[Task input]:
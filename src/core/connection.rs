//! Connection state tracking
//! Holds what a connection acquired at admission and where it is in its life

use std::fmt;
use std::sync::atomic::{AtomicBool, AtomicU64, AtomicU8, Ordering};

use crate::config::EnforcementConfig;
use crate::core::admission::{AcquiredResources, RejectReason};
use crate::core::identity::Identity;
use crate::error::{Result, RustyGateError};

/// Lifecycle states. `Closed` and `Rejected` are terminal.
#[derive(Debug, Clone, Copy, PartialEq, Eq)]
pub enum ConnectionState {
    Pending = 0,
    Admitted = 1,
    Active = 2,
    Closed = 3,
    Rejected = 4,
}

impl ConnectionState {
    pub fn is_terminal(&self) -> bool {
        matches!(self, Self::Closed | Self::Rejected)
    }

    pub fn can_transition_to(&self, next: ConnectionState) -> bool {
        use ConnectionState::*;
        matches!(
            (self, next),
            (Pending, Admitted)
                | (Pending, Rejected)
                | (Admitted, Active)
                | (Admitted, Closed)
                | (Active, Closed)
        )
    }
}

impl From<u8> for ConnectionState {
    fn from(value: u8) -> Self {
        match value {
            0 => ConnectionState::Pending,
            1 => ConnectionState::Admitted,
            2 => ConnectionState::Active,
            3 => ConnectionState::Closed,
            _ => ConnectionState::Rejected,
        }
    }
}

impl fmt::Display for ConnectionState {
    fn fmt(&self, f: &mut fmt::Formatter<'_>) -> fmt::Result {
        let name = match self {
            Self::Pending => "pending",
            Self::Admitted => "admitted",
            Self::Active => "active",
            Self::Closed => "closed",
            Self::Rejected => "rejected",
        };
        f.write_str(name)
    }
}

/// Why a connection ended
#[derive(Debug, Clone, Copy, PartialEq, Eq)]
pub enum CloseReason {
    Graceful,
    ProtocolError,
    Timeout,
    /// Closed after a policy violation on an admitted connection
    Enforcement(RejectReason),
    /// No heartbeat within the supervision timeout
    HeartbeatExpired,
    /// The transport dropped its handle without closing
    HandlerDropped,
}

impl fmt::Display for CloseReason {
    fn fmt(&self, f: &mut fmt::Formatter<'_>) -> fmt::Result {
        match self {
            Self::Graceful => f.write_str("graceful"),
            Self::ProtocolError => f.write_str("protocol_error"),
            Self::Timeout => f.write_str("timeout"),
            Self::Enforcement(reason) => write!(f, "enforcement:{}", reason),
            Self::HeartbeatExpired => f.write_str("heartbeat_expired"),
            Self::HandlerDropped => f.write_str("handler_dropped"),
        }
    }
}

/// Everything the supervisor must hand back when a connection ends
#[derive(Debug)]
pub struct ConnectionLease {
    pub id: String,
    pub identity: Identity,
    pub room_id: String,
    /// Limits resolved at admission, fixed for the connection's life
    pub config: EnforcementConfig,
    pub acquired: AcquiredResources,
    pub connected_at_ms: u64,
    state: AtomicU8,
    last_seen_ms: AtomicU64,
    released: AtomicBool,
    /// Slots still held in the store, as `AcquiredResources` bits
    outstanding: AtomicU8,
    retry_pending: AtomicBool,
}

impl ConnectionLease {
    pub fn new(
        id: String,
        identity: Identity,
        room_id: String,
        config: EnforcementConfig,
        acquired: AcquiredResources,
        now_ms: u64,
    ) -> Self {
        Self {
            id,
            identity,
            room_id,
            config,
            acquired,
            connected_at_ms: now_ms,
            state: AtomicU8::new(ConnectionState::Pending as u8),
            last_seen_ms: AtomicU64::new(now_ms),
            released: AtomicBool::new(false),
            outstanding: AtomicU8::new(acquired.to_bits()),
            retry_pending: AtomicBool::new(false),
        }
    }

    pub fn state(&self) -> ConnectionState {
        ConnectionState::from(self.state.load(Ordering::Acquire))
    }

    /// Move to `next` if the lifecycle allows it from the current state
    pub fn transition(&self, next: ConnectionState) -> Result<()> {
        let mut current = self.state();
        loop {
            if current == next {
                return Ok(());
            }
            if !current.can_transition_to(next) {
                return Err(RustyGateError::InvalidTransition {
                    from: current.to_string(),
                    to: next.to_string(),
                });
            }
            match self.state.compare_exchange(
                current as u8,
                next as u8,
                Ordering::AcqRel,
                Ordering::Acquire,
            ) {
                Ok(_) => return Ok(()),
                Err(actual) => current = ConnectionState::from(actual),
            }
        }
    }

    /// Claim the one-time release. Only the first caller gets `true`.
    pub fn claim_release(&self) -> bool {
        !self.released.swap(true, Ordering::AcqRel)
    }

    pub fn is_released(&self) -> bool {
        self.released.load(Ordering::Acquire)
    }

    /// Slots not yet handed back to the store
    pub fn outstanding(&self) -> AcquiredResources {
        AcquiredResources::from_bits(self.outstanding.load(Ordering::Acquire))
    }

    pub fn set_outstanding(&self, outstanding: AcquiredResources) {
        self.outstanding.store(outstanding.to_bits(), Ordering::Release);
    }

    /// Flag a failed hand-back for the next retry sweep
    pub fn mark_retry_pending(&self) {
        self.retry_pending.store(true, Ordering::Release);
    }

    /// Claim a pending retry. Only one caller gets `true` per failure.
    pub fn claim_retry(&self) -> bool {
        self.retry_pending.swap(false, Ordering::AcqRel)
    }

    pub fn touch(&self, now_ms: u64) {
        self.last_seen_ms.fetch_max(now_ms, Ordering::AcqRel);
    }

    pub fn last_seen_ms(&self) -> u64 {
        self.last_seen_ms.load(Ordering::Acquire)
    }

    /// Check if the connection is stale (no heartbeat for a while)
    pub fn is_stale(&self, now_ms: u64, timeout_ms: u64) -> bool {
        now_ms.saturating_sub(self.last_seen_ms()) > timeout_ms
    }
}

[Exercise aim]: Which lines of the data contain "Ordering"? Copy them all.

[Reply to the exercise]:
use std::sync::atomic::{AtomicBool, AtomicU64, AtomicU8, Ordering};
        ConnectionState::from(self.state.load(Ordering::Acquire))
                Ordering::AcqRel,
                Ordering::Acquire,
        !self.released.swap(true, Ordering::AcqRel)
        self.released.load(Ordering::Acquire)
        AcquiredResources::from_bits(self.outstanding.load(Ordering::Acquire))
        self.outstanding.store(outstanding.to_bits(), Ordering::Release);
        self.retry_pending.store(true, Ordering::Release);
        self.retry_pending.swap(false, Ordering::AcqRel)
        self.last_seen_ms.fetch_max(now_ms, Ordering::AcqRel);
        self.last_seen_ms.load(Ordering::Acquire)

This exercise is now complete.